Brief
Please restate, exactly as written, the lines running from the beginning of the material through the line that has "let elapsed = self.elapsed_ms();" in it.

--- START ---

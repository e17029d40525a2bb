//! Workflow infrastructure: webhook authentication and the live step
//! execution context.

pub mod execution_context;
pub mod webhook_handler;
//! Envelope response format for all API responses.
//!
//! Every response is wrapped in a consistent envelope:
//! ```json
//! {
//!   "data": { ... },
//!   "meta": { "request_id": "...", "timestamp": "...", "response_time_ms": 5 },
//!   "errors": [],
//!   "_links": { "self": "..." }
//! }
//! ```

use std::collections::HashMap;
use std::time::Instant;

use axum::http::StatusCode;
use axum::response::{IntoResponse, Response};
use serde::Serialize;
use uuid::Uuid;

/// Envelope response wrapping all API data.
#[derive(Debug, Serialize)]
pub struct ApiResponse<T: Serialize> {
    #[serde(skip_serializing_if = "Option::is_none")]
    pub data: Option<T>,

    pub meta: ApiMeta,

    /// Error list (empty on success).
    #[serde(skip_serializing_if = "Vec::is_empty")]
    pub errors: Vec<ApiErrorDetail>,

    #[serde(rename = "_links", skip_serializing_if = "HashMap::is_empty")]
    pub links: HashMap<String, String>,
}

/// Metadata included in every response.
#[derive(Debug, Serialize)]
pub struct ApiMeta {
    pub request_id: String,
    /// RFC 3339 timestamp of the response.
    pub timestamp: String,
    pub response_time_ms: u64,
}

/// Individual error detail.
#[derive(Debug, Serialize)]
pub struct ApiErrorDetail {
    /// Machine-readable error code, e.g. `WORKFLOW_NOT_FOUND`.
    pub code: String,
    pub message: String,
}

/// Per-request timer and id, created at the top of each handler.
pub struct RequestMeta {
    pub request_id: String,
    start: Instant,
}

impl RequestMeta {
    pub fn start() -> Self {
        Self {
            request_id: Uuid::now_v7().to_string(),
            start: Instant::now(),
        }
    }

    pub fn elapsed_ms(&self) -> u64 {
        self.start.elapsed().as_millis() as u64
    }

    /// Wrap `data` in a success envelope.
    pub fn success<T: Serialize>(self, data: T) -> ApiResponse<T> {
        let elapsed = self.elapsed_ms();
        ApiResponse::success(data, self.request_id, elapsed)
    }
}

impl<T: Serialize> ApiResponse<T> {
    /// Create a success response with data.
    pub fn success(data: T, request_id: String, response_time_ms: u64) -> Self {
        Self {
            data: Some(data),
            meta: ApiMeta {
                request_id,
                timestamp: chrono::Utc::now().to_rfc3339(),
                response_time_ms,
            },
            errors: Vec::new(),
            links: HashMap::new(),
        }
    }

    /// Add a HATEOAS link.
    pub fn with_link(mut self, rel: &str, href: &str) -> Self {
        self.links.insert(rel.to_string(), href.to_string());
        self
    }
}

impl ApiResponse<()> {
    /// Create an error response (no data).
    pub fn error(code: &str, message: &str, request_id: String, response_time_ms: u64) -> Self {
        Self {
            data: None,
            meta: ApiMeta {
                request_id,
                timestamp: chrono::Utc::now().to_rfc3339(),
                response_time_ms,
            },
            errors: vec![ApiErrorDetail {
                code: code.to_string(),
                message: message.to_string(),
            }],
            links: HashMap::new(),
        }
    }
}

impl<T: Serialize> ApiResponse<T> {
    /// Render with an explicit status code.
    pub fn into_response_with(self, status: StatusCode) -> Response {
        let body = serde_json::to_string(&self).unwrap_or_else(|_| {
            r#"{"errors":[{"code":"SERIALIZATION_ERROR","message":"Failed to serialize response"}]}"#
                .to_string()
        });

        (
            status,
            [(axum::http::header::CONTENT_TYPE, "application/json")],
            body,
        )
            .into_response()
    }
}

impl<T: Serialize> IntoResponse for ApiResponse<T> {
    fn into_response(self) -> Response {
        self.into_response_with(StatusCode::OK)
    }
}
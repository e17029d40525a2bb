//! Tracing subscriber initialization with structured logging and optional
//! OpenTelemetry trace export.
//!
//! # Usage
//!
//! ```no_run
//! // Human-readable logs at warn, RUST_LOG still wins
//! stratum_observe::tracing_setup::init_tracing("warn", false, false).unwrap();
//! ```

use opentelemetry::trace::TracerProvider as _;
use opentelemetry_sdk::trace::SdkTracerProvider;
use tracing_subscriber::fmt::format::FmtSpan;
use tracing_subscriber::layer::SubscriberExt;
use tracing_subscriber::util::SubscriberInitExt;
use tracing_subscriber::{EnvFilter, Layer};

use std::sync::OnceLock;

/// Stores the OTel tracer provider so it can be shut down cleanly on exit.
static TRACER_PROVIDER: OnceLock<SdkTracerProvider> = OnceLock::new();

/// Build the filter: `RUST_LOG` if set and valid, else `default_filter`.
pub fn build_filter(default_filter: &str) -> EnvFilter {
    EnvFilter::try_from_default_env().unwrap_or_else(|_| EnvFilter::new(default_filter))
}

/// Initialize the global tracing subscriber.
///
/// - `default_filter` applies when `RUST_LOG` is unset.
/// - `json` switches the fmt layer to one JSON object per line.
/// - `enable_otel` bridges spans to OpenTelemetry with a stdout exporter.
///
/// # Errors
///
/// Returns an error if the global subscriber has already been set.
pub fn init_tracing(
    default_filter: &str,
    json: bool,
    enable_otel: bool,
) -> Result<(), Box<dyn std::error::Error>> {
    let fmt_layer = if json {
        tracing_subscriber::fmt::layer()
            .json()
            .with_target(true)
            .with_span_events(FmtSpan::CLOSE)
            .with_writer(std::io::stderr)
            .boxed()
    } else {
        tracing_subscriber::fmt::layer()
            .with_target(true)
            .with_span_events(FmtSpan::CLOSE)
            .with_writer(std::io::stderr)
            .boxed()
    };

    let env_filter = build_filter(default_filter);

    if enable_otel {
        let provider = SdkTracerProvider::builder()
            .with_simple_exporter(opentelemetry_stdout::SpanExporter::default())
            .build();
        let tracer = provider.tracer("stratum");
        let otel_layer = tracing_opentelemetry::layer().with_tracer(tracer);

        let _ = TRACER_PROVIDER.set(provider.clone());
        opentelemetry::global::set_tracer_provider(provider);

        tracing_subscriber::registry()
            .with(env_filter)
            .with(fmt_layer)
            .with(otel_layer)
            .try_init()?;
    } else {
        tracing_subscriber::registry()
            .with(env_filter)
            .with(fmt_layer)
            .try_init()?;
    }

    Ok(())
}

/// Flush pending traces and shut down the OpenTelemetry tracer provider.
///
/// No-op when OTel was not enabled.
pub fn shutdown_tracing() {
    if let Some(provider) = TRACER_PROVIDER.get() {
        if let Err(e) = provider.shutdown() {
            eprintln!("Warning: OTel tracer provider shutdown error: {e}");
        }
    }
}
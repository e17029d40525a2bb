//! SQLite work item store.

use chrono::{NaiveDate, Utc};
use sqlx::Row;
use stratum_core::repository::work_item::WorkItemStore;
use stratum_types::error::RepositoryError;
use stratum_types::work_item::{NewWorkItem, WorkItem, WorkItemStatus};
use uuid::Uuid;

use super::pool::DatabasePool;
use super::workflow::{format_datetime, parse_datetime};

/// SQLite-backed implementation of `WorkItemStore`.
pub struct SqliteWorkItemStore {
    pool: DatabasePool,
}

impl SqliteWorkItemStore {
    pub fn new(pool: DatabasePool) -> Self {
        Self { pool }
    }
}

fn query_error(e: sqlx::Error) -> RepositoryError {
    RepositoryError::Query(e.to_string())
}

fn work_item_from_row(row: &sqlx::sqlite::SqliteRow) -> Result<WorkItem, RepositoryError> {
    let id: String = row.try_get("id").map_err(query_error)?;
    let status: String = row.try_get("status").map_err(query_error)?;
    let due_date: Option<String> = row.try_get("due_date").map_err(query_error)?;
    let run_id: Option<String> = row.try_get("workflow_run_id").map_err(query_error)?;
    let created_at: String = row.try_get("created_at").map_err(query_error)?;

    let status: WorkItemStatus = serde_json::from_value(serde_json::Value::String(status.clone()))
        .map_err(|_| RepositoryError::Query(format!("invalid work item status: {status}")))?;
    let due_date = due_date
        .as_deref()
        .map(|d| {
            NaiveDate::parse_from_str(d, "%Y-%m-%d")
                .map_err(|e| RepositoryError::Query(format!("invalid due_date: {e}")))
        })
        .transpose()?;
    let workflow_run_id = run_id
        .as_deref()
        .map(|s| {
            s.parse::<Uuid>()
                .map_err(|e| RepositoryError::Query(format!("invalid UUID: {e}")))
        })
        .transpose()?;

    Ok(WorkItem {
        id: id
            .parse()
            .map_err(|e| RepositoryError::Query(format!("invalid UUID: {e}")))?,
        title: row.try_get("title").map_err(query_error)?,
        description: row.try_get("description").map_err(query_error)?,
        status,
        due_date,
        external_reference: row.try_get("external_reference").map_err(query_error)?,
        workflow_run_id,
        created_at: parse_datetime(&created_at)?,
    })
}

impl WorkItemStore for SqliteWorkItemStore {
    async fn create_work_item(&self, item: &NewWorkItem) -> Result<WorkItem, RepositoryError> {
        let work_item = WorkItem {
            id: Uuid::now_v7(),
            title: item.title.clone(),
            description: item.description.clone(),
            status: item.status,
            due_date: item.due_date,
            external_reference: item.external_reference.clone(),
            workflow_run_id: item.workflow_run_id,
            created_at: Utc::now(),
        };

        sqlx::query(
            r#"INSERT INTO work_items
               (id, title, description, status, due_date, external_reference, workflow_run_id, created_at)
               VALUES (?, ?, ?, ?, ?, ?, ?, ?)"#,
        )
        .bind(work_item.id.to_string())
        .bind(&work_item.title)
        .bind(&work_item.description)
        .bind(work_item.status.as_str())
        .bind(work_item.due_date.map(|d| d.format("%Y-%m-%d").to_string()))
        .bind(&work_item.external_reference)
        .bind(work_item.workflow_run_id.map(|id| id.to_string()))
        .bind(format_datetime(&work_item.created_at))
        .execute(&self.pool.writer)
        .await
        .map_err(query_error)?;

        tracing::debug!(
            work_item_id = %work_item.id,
            title = work_item.title.as_str(),
            "work item created"
        );

        Ok(work_item)
    }

    async fn list_work_items(
        &self,
        workflow_run_id: Option<&Uuid>,
    ) -> Result<Vec<WorkItem>, RepositoryError> {
        let rows = match workflow_run_id {
            Some(run_id) => {
                sqlx::query(
                    "SELECT * FROM work_items WHERE workflow_run_id = ? ORDER BY rowid",
                )
                .bind(run_id.to_string())
                .fetch_all(&self.pool.reader)
                .await
            }
            None => {
                sqlx::query("SELECT * FROM work_items ORDER BY rowid")
                    .fetch_all(&self.pool.reader)
                    .await
            }
        }
        .map_err(query_error)?;

        rows.iter().map(work_item_from_row).collect()
    }
}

--- END ---

Exercise result
repository e17029d40525a2bb
//! Workflow infrastructure: webhook authentication and the live step
//! execution context.

pub mod execution_context;
pub mod webhook_handler;
//! Envelope response format for all API responses.
//!
//! Every response is wrapped in a consistent envelope:
//! ```json
//! {
//!   "data": { ... },
//!   "meta": { "request_id": "...", "timestamp": "...", "response_time_ms": 5 },
//!   "errors": [],
//!   "_links": { "self": "..." }
//! }
//! ```

use std::collections::HashMap;
use std::time::Instant;

use axum::http::StatusCode;
use axum::response::{IntoResponse, Response};
use serde::Serialize;
use uuid::Uuid;

/// Envelope response wrapping all API data.
#[derive(Debug, Serialize)]
pub struct ApiResponse<T: Serialize> {
    #[serde(skip_serializing_if = "Option::is_none")]
    pub data: Option<T>,

    pub meta: ApiMeta,

    /// Error list (empty on success).
    #[serde(skip_serializing_if = "Vec::is_empty")]
    pub errors: Vec<ApiErrorDetail>,

    #[serde(rename = "_links", skip_serializing_if = "HashMap::is_empty")]
    pub links: HashMap<String, String>,
}

/// Metadata included in every response.
#[derive(Debug, Serialize)]
pub struct ApiMeta {
    pub request_id: String,
    /// RFC 3339 timestamp of the response.
    pub timestamp: String,
    pub response_time_ms: u64,
}

/// Individual error detail.
#[derive(Debug, Serialize)]
pub struct ApiErrorDetail {
    /// Machine-readable error code, e.g. `WORKFLOW_NOT_FOUND`.
    pub code: String,
    pub message: String,
}

/// Per-request timer and id, created at the top of each handler.
pub struct RequestMeta {
    pub request_id: String,
    start: Instant,
}

impl RequestMeta {
    pub fn start() -> Self {
        Self {
            request_id: Uuid::now_v7().to_string(),
            start: Instant::now(),
        }
    }

    pub fn elapsed_ms(&self) -> u64 {
        self.start.elapsed().as_millis() as u64
    }

    /// Wrap `data` in a success envelope.
    pub fn success<T: Serialize>(self, data: T) -> ApiResponse<T> {
        let elapsed = self.elapsed_ms();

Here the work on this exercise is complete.